═════ Source material

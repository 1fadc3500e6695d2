//! Wait for the server to finish starting.

use std::sync::atomic::{AtomicBool, Ordering};
use std::sync::Arc;

use tracing::{info, warn};

use crate::supervisor::task::{StepFuture, Task, TaskStep};

/// Current from launch until the ready marker appears.
///
/// Internal to the supervisor; it has no submitter and no result.
#[derive(Debug)]
pub struct ReadyWaitTask {
    marker: String,
    started: Arc<AtomicBool>,
}

impl ReadyWaitTask {
    /// Task that sets `started` once a line containing `marker` is seen.
    #[must_use]
    pub fn new(marker: String, started: Arc<AtomicBool>) -> Self {
        Self { marker, started }
    }
}

impl Task for ReadyWaitTask {
    fn name(&self) -> &'static str {
        "ReadyWaitTask"
    }

    fn init(&mut self) -> StepFuture<'_> {
        Box::pin(async { TaskStep::Continue })
    }

    fn on_output<'a>(&'a mut self, line: &'a str) -> StepFuture<'a> {
        Box::pin(async move {
            if line.contains(&self.marker) {
                self.started.store(true, Ordering::Release);
                info!("server finished starting");
                TaskStep::Done
            } else {
                TaskStep::Continue
            }
        })
    }

    fn on_terminate(&mut self) -> bool {
        warn!("server exited before it finished starting");
        true
    }
}
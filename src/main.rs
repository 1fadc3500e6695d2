#![forbid(unsafe_code)]

//! `minecloud-wrapper`: game server supervisor binary.
//!
//! Launches the server JVM, supervises its console and exposes the control
//! surface over HTTP.

use std::path::PathBuf;

use clap::{Parser, ValueEnum};
use tokio_util::sync::CancellationToken;
use tracing::{error, info};
use tracing_subscriber::{fmt, EnvFilter};

use minecloud_wrapper::http;
use minecloud_wrapper::{AppError, Result, Supervisor, WrapperConfig};

#[derive(Debug, Copy, Clone, Eq, PartialEq, ValueEnum)]
enum LogFormat {
    Text,
    Json,
}

#[derive(Debug, Parser)]
#[command(name = "minecloud-wrapper", about = "Game server supervisor", version, long_about = None)]
struct Cli {
    /// Path to the TOML configuration file.
    #[arg(long)]
    config: Option<PathBuf>,

    /// Address the HTTP control surface binds to.
    #[arg(long)]
    address: Option<String>,

    /// Server JAR file.
    #[arg(long)]
    jar: Option<PathBuf>,

    /// Working directory for the server process.
    #[arg(long)]
    server_dir: Option<PathBuf>,

    /// World data directory.
    #[arg(long)]
    world_dir: Option<PathBuf>,

    /// Directory world snapshots are copied into.
    #[arg(long)]
    snapshot_path: Option<PathBuf>,

    /// Heap size in MiB; defaults to 80% of available memory.
    #[arg(long, env = "MINECLOUD_MEMORY_MIB")]
    memory_mib: Option<u64>,

    /// Java executable.
    #[arg(long)]
    java: Option<String>,

    /// Log output format (text or json).
    #[arg(long, value_enum, default_value_t = LogFormat::Text)]
    log_format: LogFormat,
}

impl Cli {
    /// Layer the flags over `config`; flags win.
    fn apply(self, config: &mut WrapperConfig) {
        if let Some(address) = self.address {
            config.address = address;
        }
        if let Some(jar) = self.jar {
            config.jar = jar;
        }
        if let Some(server_dir) = self.server_dir {
            config.server_dir = server_dir;
        }
        if let Some(world_dir) = self.world_dir {
            config.world_dir = world_dir;
        }
        if let Some(snapshot_dir) = self.snapshot_path {
            config.snapshot_dir = snapshot_dir;
        }
        if let Some(memory_mib) = self.memory_mib {
            config.memory_mib = Some(memory_mib);
        }
        if let Some(java) = self.java {
            config.java = java;
        }
    }
}

fn main() -> Result<()> {
    let args = Cli::parse();
    init_tracing(args.log_format)?;
    info!("minecloud-wrapper bootstrap");

    tokio::runtime::Builder::new_multi_thread()
        .enable_all()
        .build()
        .map_err(|err| AppError::Config(format!("failed to build tokio runtime: {err}")))?
        .block_on(run(args))
}

async fn run(args: Cli) -> Result<()> {
    // ── Load configuration ──────────────────────────────
    let mut config = match &args.config {
        Some(path) => WrapperConfig::load_unvalidated(path)?,
        None => WrapperConfig::default(),
    };
    args.apply(&mut config);
    config.validate()?;
    let addr = config.socket_addr()?;
    info!(
        jar = %config.jar.display(),
        world_dir = %config.world_dir.display(),
        "configuration loaded"
    );

    // ── Launch the server ───────────────────────────────
    let supervisor = Supervisor::launch(&config).map_err(|err| {
        error!(%err, "server launch failed");
        err
    })?;

    // ── Start the control surface ───────────────────────
    let listener = http::bind(addr).await?;
    let ct = CancellationToken::new();
    let http_ct = ct.clone();
    let http_supervisor = supervisor.clone();
    let http_handle = tokio::spawn(async move {
        if let Err(err) = http::serve(listener, http_supervisor, http_ct).await {
            error!(%err, "http control surface failed");
        }
    });

    // ── Wait for exit or a shutdown signal ──────────────
    tokio::select! {
        () = supervisor.wait_terminated() => {
            info!("server process exited");
        }
        () = shutdown_signal() => {
            info!("shutdown signal received, terminating server");
            supervisor.kill();
            supervisor.wait_terminated().await;
        }
    }

    ct.cancel();
    if let Err(err) = http_handle.await {
        error!(%err, "http task panicked");
    }
    info!("minecloud-wrapper shut down");

    Ok(())
}

async fn shutdown_signal() {
    let ctrl_c = tokio::signal::ctrl_c();

    #[cfg(unix)]
    {
        match tokio::signal::unix::signal(tokio::signal::unix::SignalKind::terminate()) {
            Ok(mut sigterm) => {
                tokio::select! {
                    _ = ctrl_c => {}
                    _ = sigterm.recv() => {}
                }
            }
            Err(err) => {
                tracing::warn!(%err, "failed to register SIGTERM handler, using ctrl-c only");
                let _ = ctrl_c.await;
            }
        }
    }

    #[cfg(not(unix))]
    {
        if let Err(err) = ctrl_c.await {
            tracing::error!(%err, "ctrl-c signal handler failed");
        }
    }
}

fn init_tracing(log_format: LogFormat) -> Result<()> {
    let env_filter = EnvFilter::try_from_default_env().unwrap_or_else(|_| EnvFilter::new("info"));
    let subscriber = fmt().with_env_filter(env_filter);

    match log_format {
        LogFormat::Text => subscriber
            .try_init()
            .map_err(|err| AppError::Config(format!("failed to init tracing: {err}")))?,
        LogFormat::Json => subscriber
            .json()
            .try_init()
            .map_err(|err| AppError::Config(format!("failed to init tracing: {err}")))?,
    }

    Ok(())
}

══════════

How to complete this task: From the entries above, copy every line where the word "String" shows up.

Answer below:
    marker: String,
    pub fn new(marker: String, started: Arc<AtomicBool>) -> Self {
    address: Option<String>,
    java: Option<String>,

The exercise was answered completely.